Lester is the highlight of the show, said Arifa Akbar in The Guardian. As Cyrano, channelling his love for Roxane through the handsome but tongue-tied young soldier Christian (Levi Brown), writing his love letters and feeding him lines, Lester gives this production its “sublimely wounded soul”. The staging is “nifty”, too, bringing the romance and violence of France’s 17th-century golden age to life.

“Playful, poignant, profound, perfectly pitched” – Cyrano himself would have “a field day” finding words to describe this “glorious” production, said Sarah Hemming in the Financial Times. It “tumbles across the stage, filling the RSC’s Swan Theatre with life”. It is “just wonderful”.
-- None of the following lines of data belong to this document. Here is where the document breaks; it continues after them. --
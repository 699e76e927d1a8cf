//! Contact-form and volunteer intake.

use axum::{extract::Extension, http::StatusCode, response::IntoResponse, Json};
use serde::{Deserialize, Serialize};
use sqlx::PgPool;
use std::sync::Arc;
use tracing::{error, Instrument};
use utoipa::ToSchema;

use super::state::AppState;
use super::{normalize_email, valid_email, valid_phone, ApiMessage};
use crate::api::email::messages;

#[derive(ToSchema, Serialize, Deserialize, Debug)]
pub struct ContactRequest {
    pub name: String,
    pub email: String,
    pub subject: Option<String>,
    pub message: String,
}

#[derive(ToSchema, Serialize, Deserialize, Debug)]
pub struct VolunteerRequest {
    pub name: String,
    pub email: String,
    pub phone: String,
    pub county: String,
    pub availability: Option<String>,
}

/// Store a contact message and alert the configured admin address.
#[utoipa::path(
    post,
    path = "/v1/contact",
    request_body = ContactRequest,
    responses(
        (status = 200, description = "Message recorded", body = ApiMessage),
        (status = 400, description = "Missing or malformed input", body = String)
    ),
    tag = "contact"
)]
pub async fn contact(
    pool: Extension<PgPool>,
    state: Extension<Arc<AppState>>,
    payload: Option<Json<ContactRequest>>,
) -> impl IntoResponse {
    let Some(Json(request)) = payload else {
        return (StatusCode::BAD_REQUEST, "Missing payload".to_string()).into_response();
    };

    let name = request.name.trim();
    let message = request.message.trim();
    if name.is_empty() || message.is_empty() {
        return (
            StatusCode::BAD_REQUEST,
            "Name and message are required".to_string(),
        )
            .into_response();
    }
    let email = normalize_email(&request.email);
    if !valid_email(&email) {
        return (StatusCode::BAD_REQUEST, "Invalid email".to_string()).into_response();
    }
    let subject = request
        .subject
        .as_deref()
        .map(str::trim)
        .filter(|subject| !subject.is_empty());

    if let Err(err) = insert_contact(&pool, name, &email, subject, message).await {
        error!("Failed to store contact message: {err}");
        return (
            StatusCode::INTERNAL_SERVER_ERROR,
            Json(ApiMessage::fail(
                "Your message could not be recorded. Try again later.",
            )),
        )
            .into_response();
    }

    state
        .email()
        .send_best_effort(messages::contact_alert(
            state.config().admin_email(),
            name,
            &email,
            subject,
            message,
        ))
        .await;

    (
        StatusCode::OK,
        Json(ApiMessage::ok("Thank you, your message has been received.")),
    )
        .into_response()
}

/// Store a volunteer signup and acknowledge it.
#[utoipa::path(
    post,
    path = "/v1/volunteer",
    request_body = VolunteerRequest,
    responses(
        (status = 200, description = "Signup recorded", body = ApiMessage),
        (status = 400, description = "Missing or malformed input", body = String)
    ),
    tag = "contact"
)]
pub async fn volunteer(
    pool: Extension<PgPool>,
    state: Extension<Arc<AppState>>,
    payload: Option<Json<VolunteerRequest>>,
) -> impl IntoResponse {
    let Some(Json(request)) = payload else {
        return (StatusCode::BAD_REQUEST, "Missing payload".to_string()).into_response();
    };

    let name = request.name.trim();
    let county = request.county.trim();
    if name.is_empty() || county.is_empty() {
        return (
            StatusCode::BAD_REQUEST,
            "Name and county are required".to_string(),
        )
            .into_response();
    }
    let email = normalize_email(&request.email);
    if !valid_email(&email) {
        return (StatusCode::BAD_REQUEST, "Invalid email".to_string()).into_response();
    }
    let phone = request.phone.trim();
    if !valid_phone(phone) {
        return (StatusCode::BAD_REQUEST, "Invalid phone number".to_string()).into_response();
    }
    let availability = request
        .availability
        .as_deref()
        .map(str::trim)
        .filter(|value| !value.is_empty());

    if let Err(err) = insert_volunteer(&pool, name, &email, phone, county, availability).await {
        error!("Failed to store volunteer signup: {err}");
        return (
            StatusCode::INTERNAL_SERVER_ERROR,
            Json(ApiMessage::fail(
                "Your signup could not be recorded. Try again later.",
            )),
        )
            .into_response();
    }

    state
        .email()
        .send_best_effort(messages::volunteer_ack(&email, name))
        .await;

    (
        StatusCode::OK,
        Json(ApiMessage::ok("Thank you for signing up to volunteer.")),
    )
        .into_response()
}

async fn insert_contact(
    pool: &PgPool,
    name: &str,
    email: &str,
    subject: Option<&str>,
    message: &str,
) -> Result<(), sqlx::Error> {
    let query = "INSERT INTO contacts (name, email, subject, message) VALUES ($1, $2, $3, $4)";
    let span = tracing::info_span!(
        "db.query",
        db.system = "postgresql",
        db.operation = "INSERT",
        db.statement = query
    );
    sqlx::query(query)
        .bind(name)
        .bind(email)
        .bind(subject)
        .bind(message)
        .execute(pool)
        .instrument(span)
        .await?;
    Ok(())
}

async fn insert_volunteer(
    pool: &PgPool,
    name: &str,
    email: &str,
    phone: &str,
    county: &str,
    availability: Option<&str>,
) -> Result<(), sqlx::Error> {
    let query = r"
        INSERT INTO volunteers (name, email, phone, county, availability)
        VALUES ($1, $2, $3, $4, $5)
    ";
    let span = tracing::info_span!(
        "db.query",
        db.system = "postgresql",
        db.operation = "INSERT",
        db.statement = query
    );
    sqlx::query(query)
        .bind(name)
        .bind(email)
        .bind(phone)
        .bind(county)
        .bind(availability)
        .execute(pool)
        .instrument(span)
        .await?;
    Ok(())
}

#[cfg(test)]
mod tests {
    use super::*;
    use crate::api::handlers::state::test_state;
    use sqlx::postgres::PgPoolOptions;

    fn lazy_pool() -> PgPool {
        PgPoolOptions::new()
            .connect_lazy("postgres://postgres@localhost/postgres")
            .expect("lazy pool")
    }

    #[tokio::test]
    async fn contact_missing_payload() {
        let response = contact(Extension(lazy_pool()), Extension(Arc::new(test_state())), None)
            .await
            .into_response();
        assert_eq!(response.status(), StatusCode::BAD_REQUEST);
    }

    #[tokio::test]
    async fn contact_rejects_blank_message() {
        let response = contact(
            Extension(lazy_pool()),
            Extension(Arc::new(test_state())),
            Some(Json(ContactRequest {
                name: "Amina".to_string(),
                email: "a@x.com".to_string(),
                subject: None,
                message: "   ".to_string(),
            })),
        )
        .await
        .into_response();
        assert_eq!(response.status(), StatusCode::BAD_REQUEST);
    }

    #[tokio::test]
    async fn volunteer_rejects_bad_phone() {
        let response = volunteer(
            Extension(lazy_pool()),
            Extension(Arc::new(test_state())),
            Some(Json(VolunteerRequest {
                name: "Amina".to_string(),
                email: "a@x.com".to_string(),
                phone: "not-a-phone".to_string(),
                county: "Nairobi".to_string(),
                availability: None,
            })),
        )
        .await
        .into_response();
        assert_eq!(response.status(), StatusCode::BAD_REQUEST);
    }
}
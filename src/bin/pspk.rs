use anyhow::Result;
use pspk::cli::{actions, actions::Action, start, telemetry};

// Main function
#[tokio::main]
async fn main() -> Result<()> {
    // Start the program
    let action = start()?;

    // Handle the action
    let result = match action {
        Action::Server(args) => actions::server::execute(args).await,
    };

    telemetry::shutdown_tracer();

    result
}
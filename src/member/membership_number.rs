//! Membership number formatting and allocation helpers.
//!
//! Numbers look like `PSP-K-2025-00001`: a fixed party prefix, the calendar
//! year of approval, and a 5-digit zero-padded sequence that restarts at
//! `00001` every year.

const PREFIX: &str = "PSP-K";
const SEQUENCE_WIDTH: usize = 5;

/// Prefix shared by every membership number issued in `year`.
#[must_use]
pub fn year_prefix(year: i32) -> String {
    format!("{PREFIX}-{year:04}-")
}

/// Render a membership number from a year and sequence value.
#[must_use]
pub fn format_number(year: i32, sequence: u32) -> String {
    format!("{PREFIX}-{year:04}-{sequence:05}")
}

/// Parse the numeric sequence out of a membership number issued in `year`.
///
/// Returns `None` for numbers from other years or malformed values, so a
/// stray row cannot poison allocation for the current year.
#[must_use]
pub fn parse_sequence(number: &str, year: i32) -> Option<u32> {
    let suffix = number.strip_prefix(&year_prefix(year))?;
    if suffix.len() != SEQUENCE_WIDTH || !suffix.bytes().all(|b| b.is_ascii_digit()) {
        return None;
    }
    suffix.parse().ok()
}

/// Compute the next membership number for `year` given the highest number
/// currently on record for that year (lexicographic max, which matches the
/// numeric max because sequences are zero-padded).
#[must_use]
pub fn next_number(highest: Option<&str>, year: i32) -> String {
    let next = highest
        .and_then(|number| parse_sequence(number, year))
        .map_or(1, |sequence| sequence + 1);
    format_number(year, next)
}

#[cfg(test)]
mod tests {
    use super::*;

    #[test]
    fn first_number_of_a_year_is_00001() {
        assert_eq!(next_number(None, 2025), "PSP-K-2025-00001");
    }

    #[test]
    fn next_number_increments_and_keeps_padding() {
        assert_eq!(
            next_number(Some("PSP-K-2025-00001"), 2025),
            "PSP-K-2025-00002"
        );
        assert_eq!(
            next_number(Some("PSP-K-2025-00099"), 2025),
            "PSP-K-2025-00100"
        );
        assert_eq!(
            next_number(Some("PSP-K-2025-12345"), 2025),
            "PSP-K-2025-12346"
        );
    }

    #[test]
    fn numbers_from_other_years_restart_the_sequence() {
        assert_eq!(
            next_number(Some("PSP-K-2024-00412"), 2025),
            "PSP-K-2025-00001"
        );
    }

    #[test]
    fn malformed_numbers_are_ignored() {
        assert_eq!(next_number(Some("garbage"), 2025), "PSP-K-2025-00001");
        assert_eq!(
            next_number(Some("PSP-K-2025-1"), 2025),
            "PSP-K-2025-00001"
        );
        assert_eq!(
            next_number(Some("PSP-K-2025-abcde"), 2025),
            "PSP-K-2025-00001"
        );
    }

    #[test]
    fn parse_sequence_round_trips_format() {
        let number = format_number(2025, 42);
        assert_eq!(number, "PSP-K-2025-00042");
        assert_eq!(parse_sequence(&number, 2025), Some(42));
        assert_eq!(parse_sequence(&number, 2024), None);
    }
}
I found the production a little tricksy, said Dominic Cavendish in The Telegraph. “Each character has their own speaking style: whether that be monosyllabic Christian, Roxane breaking lines as her thoughts fly, or Cyrano’s rhymes shifting to map his mood.” But the big set-pieces work beautifully, notably the famous balcony scene, in which Cyrano first whispers advice to Christian, and then woos Roxane himself, from the shadows. “It’s not perfect. But, played confidently across the board, and bolstered to the hilt by Lester’s presence, it’s another RSC must-see.”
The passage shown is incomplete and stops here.